Manufacturers’ shipments unexpectedly rose 1.2% in September, building on gains of 0.6% and 1.1% in the previous two months.
Bank of Montreal reports that the sharp gain in September was led by the interest-sensitive industries. “Shipments of automobiles rose 3.5%, while sales of durable items relating to the housing industry also climbed briskly. As well, shipments of computers and electronic products jumped 10.8%, retracing a 7.6% decline in August. These gains were tempered by a 2.6% decline in sales of wood products,” it said.
“Canadian manufacturing shipments continue to show surprising spunk, even in the face of the recent slowdown in U.S. industry,” observed BMO Nesbitt Burns’ economists.
Tempering the more exciting results, numbers for new orders were weak, falling 1.2%, which is more or less in line with previous expectations. Unfilled orders fell 0.9% too, and have been down over the past three months. Inventories rose 0.3% in September. “However, because of the sharp increase in sales, the stock-to-shipments ratio edged lower to 1.41 from 1.42 in August. This is well below the nine-year high of 1.56 in October 2001, suggesting that lean inventories will encourage stronger production going forward,” noted BMO economists.
“The sharp gain in shipments suggests that Canada’s exports and balance of trade likely expanded in September (the trade report is due tomorrow). This suggests that trade added to economic activity in the third quarter, contributing to a 3 to 3.5% annualized gain in real GDP in the period,” offered BMO economists. “The solid performance of the Canadian economy likely warrants tighter monetary policy. However, the ongoing uncertainty about the outlook, relating to the uneven US recovery and geopolitical developments, suggests that the Bank of Canada will likely take a pass at the December 3 scheduled announcement date.”

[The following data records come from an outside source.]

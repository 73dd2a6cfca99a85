//! Domain types for the job phase FSM (spec §3, §4.5).

use chrono::{DateTime, Utc};
use serde::{Deserialize, Serialize};
use std::collections::HashSet;
use uuid::Uuid;

pub type JobId = Uuid;

/// The coarse state of a job. Monotonic along the legal transition graph
/// (spec §4.5) — never moves backward.
#[derive(Debug, Clone, Copy, PartialEq, Eq, Hash, Serialize, Deserialize)]
#[serde(rename_all = "snake_case")]
pub enum Phase {
    Collection,
    FeatureExtraction,
    Matching,
    Evidence,
    Completed,
    Failed,
}

impl Phase {
    /// `completed` and `failed` are terminal; no decision ever moves a job
    /// out of them.
    pub fn is_terminal(self) -> bool {
        matches!(self, Phase::Completed | Phase::Failed)
    }
}

impl std::fmt::Display for Phase {
    fn fmt(&self, f: &mut std::fmt::Formatter<'_>) -> std::fmt::Result {
        let s = match self {
            Phase::Collection => "collection",
            Phase::FeatureExtraction => "feature_extraction",
            Phase::Matching => "matching",
            Phase::Evidence => "evidence",
            Phase::Completed => "completed",
            Phase::Failed => "failed",
        };
        write!(f, "{s}")
    }
}

/// Which modalities a job actually has assets for. A job with
/// `has_images=false, has_videos=false` skips straight from
/// `feature_extraction` to `matching` (spec §4.5, S3).
#[derive(Debug, Clone, Copy, PartialEq, Eq, Default, Serialize, Deserialize)]
pub struct AssetFlags {
    pub has_images: bool,
    pub has_videos: bool,
}

impl AssetFlags {
    pub fn none() -> Self {
        Self::default()
    }

    pub fn is_zero_asset(self) -> bool {
        !self.has_images && !self.has_videos
    }
}

/// A product-image asset, or a video-frame asset — the two units the
/// collection counters count (spec §3: `AssetCounter.asset_type`).
#[derive(Debug, Clone, Copy, PartialEq, Eq, Hash, Serialize, Deserialize)]
#[serde(rename_all = "snake_case")]
pub enum Modality {
    Image,
    Video,
}

impl std::fmt::Display for Modality {
    fn fmt(&self, f: &mut std::fmt::Formatter<'_>) -> std::fmt::Result {
        write!(f, "{}", if *self == Modality::Image { "image" } else { "video" })
    }
}

/// The processing stage a counter tracks. `Collect` counters are
/// initialized directly by a `*.ready.batch` announcement; `Embedding`
/// and `Keypoint` counters are initialized lazily from the sibling
/// `Collect` counter's terminal `processed` count, since no
/// `*.embeddings.ready.batch` announcement exists on the wire (spec §6
/// lists only `products.images.ready.batch` / `video.keyframes.ready.batch`
/// as batch announcements).
#[derive(Debug, Clone, Copy, PartialEq, Eq, Hash, Serialize, Deserialize)]
#[serde(rename_all = "snake_case")]
pub enum Stage {
    Collect,
    Embedding,
    Keypoint,
}

/// A fully-qualified asset counter key. Spec §6's `asset_counters` table
/// has a single `asset_type` text column; we encode `(Modality, Stage)`
/// into that column (see DESIGN.md for the rationale) rather than adding
/// columns, keeping the on-the-wire schema shape spec §6 describes.
#[derive(Debug, Clone, Copy, PartialEq, Eq, Hash, Serialize, Deserialize)]
pub struct CounterKind {
    pub modality: Modality,
    pub stage: Stage,
}

impl CounterKind {
    pub const fn new(modality: Modality, stage: Stage) -> Self {
        Self { modality, stage }
    }

    /// The string stored in `asset_counters.asset_type`.
    pub fn as_key(self) -> &'static str {
        match (self.modality, self.stage) {
            (Modality::Image, Stage::Collect) => "image:collect",
            (Modality::Image, Stage::Embedding) => "image:embedding",
            (Modality::Image, Stage::Keypoint) => "image:keypoint",
            (Modality::Video, Stage::Collect) => "video:collect",
            (Modality::Video, Stage::Embedding) => "video:embedding",
            (Modality::Video, Stage::Keypoint) => "video:keypoint",
        }
    }

    pub fn from_key(key: &str) -> Option<Self> {
        Some(match key {
            "image:collect" => Self::new(Modality::Image, Stage::Collect),
            "image:embedding" => Self::new(Modality::Image, Stage::Embedding),
            "image:keypoint" => Self::new(Modality::Image, Stage::Keypoint),
            "video:collect" => Self::new(Modality::Video, Stage::Collect),
            "video:embedding" => Self::new(Modality::Video, Stage::Embedding),
            "video:keypoint" => Self::new(Modality::Video, Stage::Keypoint),
            _ => return None,
        })
    }

    /// The `*.completed` topic this counter's single-emission CAS guards,
    /// if it's a stage that emits one (the `Collect` stage feeds
    /// `products.collections.completed`/`videos.collections.completed`,
    /// which are emitted by the collector itself, not by this counter —
    /// `pvm-phase` only owns completion emission for the feature-extraction
    /// stages).
    pub fn completion_topic(self) -> Option<&'static str> {
        match (self.modality, self.stage) {
            (Modality::Image, Stage::Embedding) => Some("image.embeddings.completed"),
            (Modality::Image, Stage::Keypoint) => Some("image.keypoints.completed"),
            (Modality::Video, Stage::Embedding) => Some("video.embeddings.completed"),
            (Modality::Video, Stage::Keypoint) => Some("video.keypoints.completed"),
            _ => None,
        }
    }
}

/// A job row (spec §3: `jobs`).
#[derive(Debug, Clone, Serialize, Deserialize)]
pub struct Job {
    pub job_id: JobId,
    pub industry: String,
    pub phase: Phase,
    pub asset_flags: AssetFlags,
    pub created_at: DateTime<Utc>,
    pub updated_at: DateTime<Utc>,
}

impl Job {
    pub fn new(job_id: JobId, industry: impl Into<String>, asset_flags: AssetFlags) -> Self {
        let now = Utc::now();
        Self {
            job_id,
            industry: industry.into(),
            phase: Phase::Collection,
            asset_flags,
            created_at: now,
            updated_at: now,
        }
    }
}

/// A read-only view over which phase-completion event names have been
/// recorded in the ledger for a job — exactly what [`crate::transition::decide`]
/// needs and nothing more, so the pure decision function never touches a
/// database connection directly.
#[derive(Debug, Clone, Default)]
pub struct LedgerSnapshot {
    seen: HashSet<String>,
}

impl LedgerSnapshot {
    pub fn new() -> Self {
        Self::default()
    }

    pub fn from_event_names(names: impl IntoIterator<Item = String>) -> Self {
        Self {
            seen: names.into_iter().collect(),
        }
    }

    pub fn insert(&mut self, event_name: impl Into<String>) {
        self.seen.insert(event_name.into());
    }

    pub fn contains(&self, event_name: &str) -> bool {
        self.seen.contains(event_name)
    }

    pub fn contains_all(&self, event_names: &[&str]) -> bool {
        event_names.iter().all(|name| self.seen.contains(*name))
    }
}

BMO Nesbitt notes that, in a separate release, Statistics Canada reported that its leading indicator posted a moderate 0.2% advance for the third month in a row in October. “While a far cry from the hefty increases recorded earlier this year, the small steady gains suggest that the Canadian economy continues to chug along at a underlying growth rate of close to 3%,” said BMO economists.
“Canadian factory activity remains surprisingly healthy in the face of slower U.S. growth. However, there are plenty of signals that manufacturing will slow in the months ahead – the latest Business Conditions Survey, a dip in unfilled orders, and the U.S. pullback,” concluded BMO economists.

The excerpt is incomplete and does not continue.